Eran las 10 de la mañana y hacía un frío antártico en Madrid. Los termómetros habían comenzado su lenta remontada diurna, pero aún seguían bajo cero. Al abrir la puerta de la Capellanía, la pareja de pingüinos que anida bajo el escritorio salió huyendo hacia el pasillo. Encendí el aire caliente y me dispuse a colgar el abrigo en el perchero. En ese preciso momento oí una voz femenina: —Oye, ¿sabes si hay clase de Civil? Al capellán, ya se sabe, se le puede preguntar cualquier cosa por muy exótica que parezca.
Volví la cabeza, y no pude reprimir un escalofrío. Y es que, entre el jersey de cachemir azul y el pantalón vaquero de aquella chica, quedaba al descubierto un generoso espacio de epidermis congelada con el ombligo en el centro ensartado en un pendiente de plata.
Traté de responder que no sabía nada de las clases, pero la exhibición umbilical a semejante temperatura me heló momentáneamente la laringe. Al fin pregunté: —¿No tienes frío? —Bueno, sí. Normal… Empezaba bien la mañana. Fui a ver a Kloster: —No te preocupes –me dijo–, pronto prohibirán estas cosas.
—¿Prohibir…? Mi amigo estaba fumándose un puro en su despacho con gesto huraño.
—Mira, chico, es tal la fiebre prohibicionista que padecen los gobiernos en Occidente, que a este paso, acabarán multando también a quienes expongan su pellejo a las heladas invernales.
—A ti lo que te molesta es que no te dejen fumar en el pasillo.
—Lo que de verdad me preocupa, amigo mío, es la irrupción del Estado-Nodriza, última etapa evolutiva de eso que llamábamos Estado del Bienestar.
Cuando Kloster se saca de la manga una teoría, venga o no a cuento, lo mejor es dejarle hablar.
—El Estado del bienestar nos ofreció gratuitamente los servicios sanitarios básicos: médicos y medicinas, quirófanos e intervenciones quirúrgicas.
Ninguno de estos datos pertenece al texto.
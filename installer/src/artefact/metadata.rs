//! Version metadata reported by the repository for one artifact.

/// The fields of a `maven-metadata.xml` document the installer relies on.
///
/// Produced fresh by every resolution; never cached.
#[derive(Debug, Clone, PartialEq, Eq)]
pub struct VersionMetadata {
    artifact: String,
    group: String,
    latest: String,
    release: String,
}

impl VersionMetadata {
    /// Create metadata from its four reported fields.
    #[must_use]
    pub fn new(
        artifact: impl Into<String>,
        group: impl Into<String>,
        latest: impl Into<String>,
        release: impl Into<String>,
    ) -> Self {
        Self {
            artifact: artifact.into(),
            group: group.into(),
            latest: latest.into(),
            release: release.into(),
        }
    }

    /// The artifact name the document was published under.
    ///
    /// When a naming variant was substituted during resolution this is the
    /// substituted name, which is also the name the archive lives under.
    #[must_use]
    pub fn artifact(&self) -> &str {
        &self.artifact
    }

    /// The group identifier reported by the document.
    #[must_use]
    pub fn group(&self) -> &str {
        &self.group
    }

    /// The most recently deployed version, which may be a snapshot.
    #[must_use]
    pub fn latest(&self) -> &str {
        &self.latest
    }

    /// The most recent non-snapshot release.
    #[must_use]
    pub fn release(&self) -> &str {
        &self.release
    }

    /// The version to install.
    ///
    /// Always the `release` field: `latest` can point at a snapshot that was
    /// never promoted, which is not fit for deployment.
    #[must_use]
    pub fn deployable_version(&self) -> &str {
        &self.release
    }
}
Y estábamos todos tan contentos sin comprender que nuestras benéficas autoridades, además de procurarse un aumento de sus ingresos a base de impuestos, tratarían por todos los medios de gastar menos, protegiéndonos, como una madre posesiva y un poco cargante, contra nuestra nefasta manía de hacer lo que nos dé la gana.
—O sea, que, “niños, abrigaos bien, no me vayáis a coger un resfriado; y nada de fumar, que daña vuestros pulmones y luego nos sale carísimo; el móvil, apagado y el cinturón de seguridad bien ajustadito a vuestro frágil esqueleto. Os quitaremos los anuncios en las carreteras y autopistas para que no os distraigáis leyendo la publicidad de Ulloa Óptico y os rompáis la calavera contra un poste. Conformaos con mirar el toro de Osborne, pero sin texto explicativo. Y por supuesto, si salís del automóvil, hacedlo con chaleco antibalas homologado, y siempre con el maletero abarrotado de trastos: cadenas para la nieve, lámparas de repuesto, triángulos señalizadores y algunas otros artilugios que ya se nos irán ocurriendo”.
La fiebre reglamentista del Estado Nodriza va a más y no se vislumbra el final. En un par de años será obligatorio llevar suela de goma los días de lluvia con el dibujo bien marcado para no resbalar en las curvas. Y cuando salga el sol, sombrero homologado por el Ministerio de sanidad, para protegernos de los rayos ultravioletas… Lo dicho: no te preocupes. Las ostensiones umbilicales, con o sin piercings, estarán prohibidas en invierno.
Aquí hizo una pausa mi amigo y, por una vez, me permití discrepar: —Te equivocas, amigo Kloster. Esto no hay quien lo prohíba, porque no se trata de una moda sino de un hecho cultural de primera magnitud. En todas las épocas las mujeres han tratado de realzar lo más significativo de su personalidad: los ojos, el perfil del rostro, los labios, la sonrisa… Ahora hemos entrado en una nueva era autocomplaciente, ególatra y narcisista en la que lo importante ya no es amar entregándose, sino sentirse bien con el propio cuerpo. En una época así, ¿dónde crees que se sitúa el centro de gravedad? —¿En el ombligo? —Por supuesto.